* [ACTION ITEM]: Report back every line from the entries below in which the word "driver" occurs.

(Records drawn from a dataset)
******************************

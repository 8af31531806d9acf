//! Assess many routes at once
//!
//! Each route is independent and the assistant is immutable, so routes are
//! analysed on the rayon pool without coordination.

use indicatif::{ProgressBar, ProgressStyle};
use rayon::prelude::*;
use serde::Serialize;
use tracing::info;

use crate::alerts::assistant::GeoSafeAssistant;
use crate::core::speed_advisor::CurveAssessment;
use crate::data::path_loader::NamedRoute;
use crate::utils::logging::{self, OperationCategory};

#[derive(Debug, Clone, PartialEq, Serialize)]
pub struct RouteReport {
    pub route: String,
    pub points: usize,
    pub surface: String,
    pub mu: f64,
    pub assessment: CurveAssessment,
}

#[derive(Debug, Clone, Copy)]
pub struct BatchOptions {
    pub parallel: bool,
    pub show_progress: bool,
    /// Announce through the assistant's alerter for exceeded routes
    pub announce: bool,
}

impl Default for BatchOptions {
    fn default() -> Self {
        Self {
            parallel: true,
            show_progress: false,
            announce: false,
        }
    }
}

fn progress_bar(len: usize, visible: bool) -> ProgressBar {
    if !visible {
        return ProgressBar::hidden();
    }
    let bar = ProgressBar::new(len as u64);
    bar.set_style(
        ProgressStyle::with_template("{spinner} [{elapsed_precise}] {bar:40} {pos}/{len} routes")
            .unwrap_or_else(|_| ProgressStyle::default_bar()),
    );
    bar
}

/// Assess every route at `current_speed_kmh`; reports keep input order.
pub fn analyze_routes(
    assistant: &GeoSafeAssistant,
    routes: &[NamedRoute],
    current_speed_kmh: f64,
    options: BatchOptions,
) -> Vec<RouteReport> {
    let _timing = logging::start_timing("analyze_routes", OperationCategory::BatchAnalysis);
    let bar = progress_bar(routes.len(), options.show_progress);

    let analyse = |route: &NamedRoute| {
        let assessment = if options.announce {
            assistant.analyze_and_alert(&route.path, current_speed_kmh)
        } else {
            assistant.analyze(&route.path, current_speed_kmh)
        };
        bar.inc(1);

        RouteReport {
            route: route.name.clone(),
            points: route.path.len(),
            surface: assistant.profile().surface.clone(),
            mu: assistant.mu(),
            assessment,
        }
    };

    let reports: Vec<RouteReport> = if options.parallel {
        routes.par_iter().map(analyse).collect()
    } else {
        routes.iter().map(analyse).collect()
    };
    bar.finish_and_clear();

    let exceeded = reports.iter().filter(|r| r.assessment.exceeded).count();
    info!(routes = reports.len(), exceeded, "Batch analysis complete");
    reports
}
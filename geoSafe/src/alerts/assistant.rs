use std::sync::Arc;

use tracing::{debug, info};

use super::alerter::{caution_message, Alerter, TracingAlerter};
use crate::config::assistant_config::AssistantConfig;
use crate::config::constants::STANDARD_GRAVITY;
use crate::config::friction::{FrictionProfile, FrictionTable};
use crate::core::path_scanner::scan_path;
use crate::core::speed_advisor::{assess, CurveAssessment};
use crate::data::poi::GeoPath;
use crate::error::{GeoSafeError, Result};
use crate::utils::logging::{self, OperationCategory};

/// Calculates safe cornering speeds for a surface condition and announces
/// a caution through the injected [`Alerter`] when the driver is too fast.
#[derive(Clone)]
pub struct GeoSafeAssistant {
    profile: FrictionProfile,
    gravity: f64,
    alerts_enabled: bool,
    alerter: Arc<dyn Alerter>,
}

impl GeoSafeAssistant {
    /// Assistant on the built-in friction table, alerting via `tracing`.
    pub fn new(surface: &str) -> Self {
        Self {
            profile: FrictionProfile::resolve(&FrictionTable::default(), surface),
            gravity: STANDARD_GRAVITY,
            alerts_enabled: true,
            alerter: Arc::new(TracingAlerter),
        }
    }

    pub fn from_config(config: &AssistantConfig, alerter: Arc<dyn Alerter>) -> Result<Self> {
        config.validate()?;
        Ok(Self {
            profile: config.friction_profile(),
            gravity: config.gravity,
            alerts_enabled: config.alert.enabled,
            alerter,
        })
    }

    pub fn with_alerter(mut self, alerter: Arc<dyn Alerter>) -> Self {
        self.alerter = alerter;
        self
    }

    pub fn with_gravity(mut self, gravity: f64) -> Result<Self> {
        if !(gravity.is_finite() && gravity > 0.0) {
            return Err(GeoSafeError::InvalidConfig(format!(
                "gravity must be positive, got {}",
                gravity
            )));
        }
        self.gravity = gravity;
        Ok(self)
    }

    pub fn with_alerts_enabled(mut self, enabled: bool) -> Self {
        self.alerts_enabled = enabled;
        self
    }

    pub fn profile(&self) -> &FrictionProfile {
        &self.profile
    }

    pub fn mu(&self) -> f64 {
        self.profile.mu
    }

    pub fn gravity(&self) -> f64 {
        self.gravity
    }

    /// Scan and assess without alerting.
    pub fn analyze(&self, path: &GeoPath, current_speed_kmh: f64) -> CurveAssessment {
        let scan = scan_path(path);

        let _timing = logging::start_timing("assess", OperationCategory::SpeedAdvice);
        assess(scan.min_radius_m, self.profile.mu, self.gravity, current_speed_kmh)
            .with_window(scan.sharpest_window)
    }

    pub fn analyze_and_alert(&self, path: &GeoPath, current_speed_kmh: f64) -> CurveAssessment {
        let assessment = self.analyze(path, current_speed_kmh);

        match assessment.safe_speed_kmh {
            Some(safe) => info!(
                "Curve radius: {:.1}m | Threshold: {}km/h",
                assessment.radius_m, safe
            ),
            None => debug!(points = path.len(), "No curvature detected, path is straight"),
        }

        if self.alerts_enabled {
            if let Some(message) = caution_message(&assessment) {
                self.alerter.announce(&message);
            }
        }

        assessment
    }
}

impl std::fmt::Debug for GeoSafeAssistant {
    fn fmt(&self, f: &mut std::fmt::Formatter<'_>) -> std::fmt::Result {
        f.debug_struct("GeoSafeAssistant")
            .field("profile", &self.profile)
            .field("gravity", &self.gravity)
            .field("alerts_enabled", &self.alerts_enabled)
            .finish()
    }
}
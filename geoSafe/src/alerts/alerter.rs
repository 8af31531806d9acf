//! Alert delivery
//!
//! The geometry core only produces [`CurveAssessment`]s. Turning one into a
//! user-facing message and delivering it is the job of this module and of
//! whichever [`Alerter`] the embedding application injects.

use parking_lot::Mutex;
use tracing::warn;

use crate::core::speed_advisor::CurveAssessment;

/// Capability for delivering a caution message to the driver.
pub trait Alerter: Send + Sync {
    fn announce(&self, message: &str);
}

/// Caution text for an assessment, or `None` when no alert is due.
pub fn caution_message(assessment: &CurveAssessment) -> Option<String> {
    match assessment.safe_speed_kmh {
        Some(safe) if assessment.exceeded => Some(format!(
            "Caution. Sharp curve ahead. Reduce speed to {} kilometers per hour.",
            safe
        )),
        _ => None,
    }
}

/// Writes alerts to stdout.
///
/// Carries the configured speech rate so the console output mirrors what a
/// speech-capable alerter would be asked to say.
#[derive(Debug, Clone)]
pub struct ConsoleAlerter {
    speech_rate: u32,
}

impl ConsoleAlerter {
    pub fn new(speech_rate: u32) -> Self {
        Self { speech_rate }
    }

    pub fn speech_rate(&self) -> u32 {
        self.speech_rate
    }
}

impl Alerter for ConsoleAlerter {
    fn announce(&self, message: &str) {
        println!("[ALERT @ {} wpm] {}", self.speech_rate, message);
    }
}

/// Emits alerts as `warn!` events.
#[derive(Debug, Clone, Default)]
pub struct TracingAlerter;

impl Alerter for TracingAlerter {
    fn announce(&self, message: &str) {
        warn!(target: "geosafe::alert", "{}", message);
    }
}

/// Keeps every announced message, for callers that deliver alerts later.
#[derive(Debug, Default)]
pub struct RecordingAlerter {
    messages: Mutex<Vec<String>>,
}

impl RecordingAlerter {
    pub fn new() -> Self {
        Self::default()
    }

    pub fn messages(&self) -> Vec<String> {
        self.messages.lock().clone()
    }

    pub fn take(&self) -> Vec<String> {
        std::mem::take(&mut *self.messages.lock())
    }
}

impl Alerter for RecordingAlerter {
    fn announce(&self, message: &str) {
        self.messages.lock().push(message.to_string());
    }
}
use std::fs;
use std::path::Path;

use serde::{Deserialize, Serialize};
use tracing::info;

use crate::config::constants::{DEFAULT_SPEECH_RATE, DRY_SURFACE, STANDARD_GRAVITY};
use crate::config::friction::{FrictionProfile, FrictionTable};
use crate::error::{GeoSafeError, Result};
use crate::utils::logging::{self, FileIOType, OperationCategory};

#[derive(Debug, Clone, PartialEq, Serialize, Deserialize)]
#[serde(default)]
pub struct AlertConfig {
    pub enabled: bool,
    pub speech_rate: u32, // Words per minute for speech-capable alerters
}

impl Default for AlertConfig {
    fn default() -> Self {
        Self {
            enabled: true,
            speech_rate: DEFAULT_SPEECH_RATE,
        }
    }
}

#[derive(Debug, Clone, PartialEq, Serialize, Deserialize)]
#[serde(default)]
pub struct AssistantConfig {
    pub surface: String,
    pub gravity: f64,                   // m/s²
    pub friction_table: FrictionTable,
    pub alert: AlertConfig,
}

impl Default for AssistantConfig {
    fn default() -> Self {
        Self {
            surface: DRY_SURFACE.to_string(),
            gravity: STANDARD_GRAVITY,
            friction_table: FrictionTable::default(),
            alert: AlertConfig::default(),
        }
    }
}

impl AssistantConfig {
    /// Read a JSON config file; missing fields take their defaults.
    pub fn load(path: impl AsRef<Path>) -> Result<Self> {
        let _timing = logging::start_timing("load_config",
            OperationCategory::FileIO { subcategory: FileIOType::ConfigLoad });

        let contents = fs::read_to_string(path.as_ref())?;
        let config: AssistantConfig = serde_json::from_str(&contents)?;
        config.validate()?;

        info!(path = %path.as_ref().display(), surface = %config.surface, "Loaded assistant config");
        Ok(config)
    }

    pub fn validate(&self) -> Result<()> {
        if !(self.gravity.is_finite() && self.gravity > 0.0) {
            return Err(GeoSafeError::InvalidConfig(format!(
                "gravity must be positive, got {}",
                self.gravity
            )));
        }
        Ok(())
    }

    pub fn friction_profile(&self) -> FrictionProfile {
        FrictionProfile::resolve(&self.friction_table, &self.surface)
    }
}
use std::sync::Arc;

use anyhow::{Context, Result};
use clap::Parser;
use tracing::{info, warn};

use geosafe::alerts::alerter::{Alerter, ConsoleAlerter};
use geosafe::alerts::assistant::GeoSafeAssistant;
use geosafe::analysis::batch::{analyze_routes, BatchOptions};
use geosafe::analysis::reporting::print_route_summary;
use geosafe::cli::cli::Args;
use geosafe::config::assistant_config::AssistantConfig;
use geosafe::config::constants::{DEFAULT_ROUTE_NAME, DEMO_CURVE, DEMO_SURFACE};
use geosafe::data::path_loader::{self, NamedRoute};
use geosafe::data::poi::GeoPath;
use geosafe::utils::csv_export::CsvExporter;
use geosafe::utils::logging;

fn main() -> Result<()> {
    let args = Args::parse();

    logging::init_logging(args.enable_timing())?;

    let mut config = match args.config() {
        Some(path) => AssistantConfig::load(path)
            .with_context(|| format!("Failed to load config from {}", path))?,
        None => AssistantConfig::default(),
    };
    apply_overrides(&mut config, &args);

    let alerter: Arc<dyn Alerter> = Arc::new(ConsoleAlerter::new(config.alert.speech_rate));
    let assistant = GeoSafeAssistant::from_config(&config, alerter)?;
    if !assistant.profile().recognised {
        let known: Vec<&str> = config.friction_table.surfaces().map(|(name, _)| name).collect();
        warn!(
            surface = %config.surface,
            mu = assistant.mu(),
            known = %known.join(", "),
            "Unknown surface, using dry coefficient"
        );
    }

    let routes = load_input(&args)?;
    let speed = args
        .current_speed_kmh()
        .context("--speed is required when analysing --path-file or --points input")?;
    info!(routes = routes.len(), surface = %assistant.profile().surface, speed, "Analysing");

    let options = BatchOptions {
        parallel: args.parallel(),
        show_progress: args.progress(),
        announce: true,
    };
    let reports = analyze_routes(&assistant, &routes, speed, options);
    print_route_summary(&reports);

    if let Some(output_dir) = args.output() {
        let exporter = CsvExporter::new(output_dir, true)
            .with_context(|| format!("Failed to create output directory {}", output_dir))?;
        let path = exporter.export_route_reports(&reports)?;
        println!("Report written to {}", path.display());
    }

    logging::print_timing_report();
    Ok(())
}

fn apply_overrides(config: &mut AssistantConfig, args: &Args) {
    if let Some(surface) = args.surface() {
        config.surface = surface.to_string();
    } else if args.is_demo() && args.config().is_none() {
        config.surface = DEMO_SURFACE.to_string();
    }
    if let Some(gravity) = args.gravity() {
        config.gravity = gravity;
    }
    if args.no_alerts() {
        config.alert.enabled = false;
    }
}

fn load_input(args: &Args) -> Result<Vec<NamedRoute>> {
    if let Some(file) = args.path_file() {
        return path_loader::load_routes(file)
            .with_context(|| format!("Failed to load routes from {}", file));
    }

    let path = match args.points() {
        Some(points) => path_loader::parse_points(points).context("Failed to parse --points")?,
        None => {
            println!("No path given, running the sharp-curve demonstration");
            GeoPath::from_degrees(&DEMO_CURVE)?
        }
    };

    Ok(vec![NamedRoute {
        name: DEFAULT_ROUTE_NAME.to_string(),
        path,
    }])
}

******************************

* [SOLVED EXERCISE]:
/// a caution through the injected [`Alerter`] when the driver is too fast.
/// Capability for delivering a caution message to the driver.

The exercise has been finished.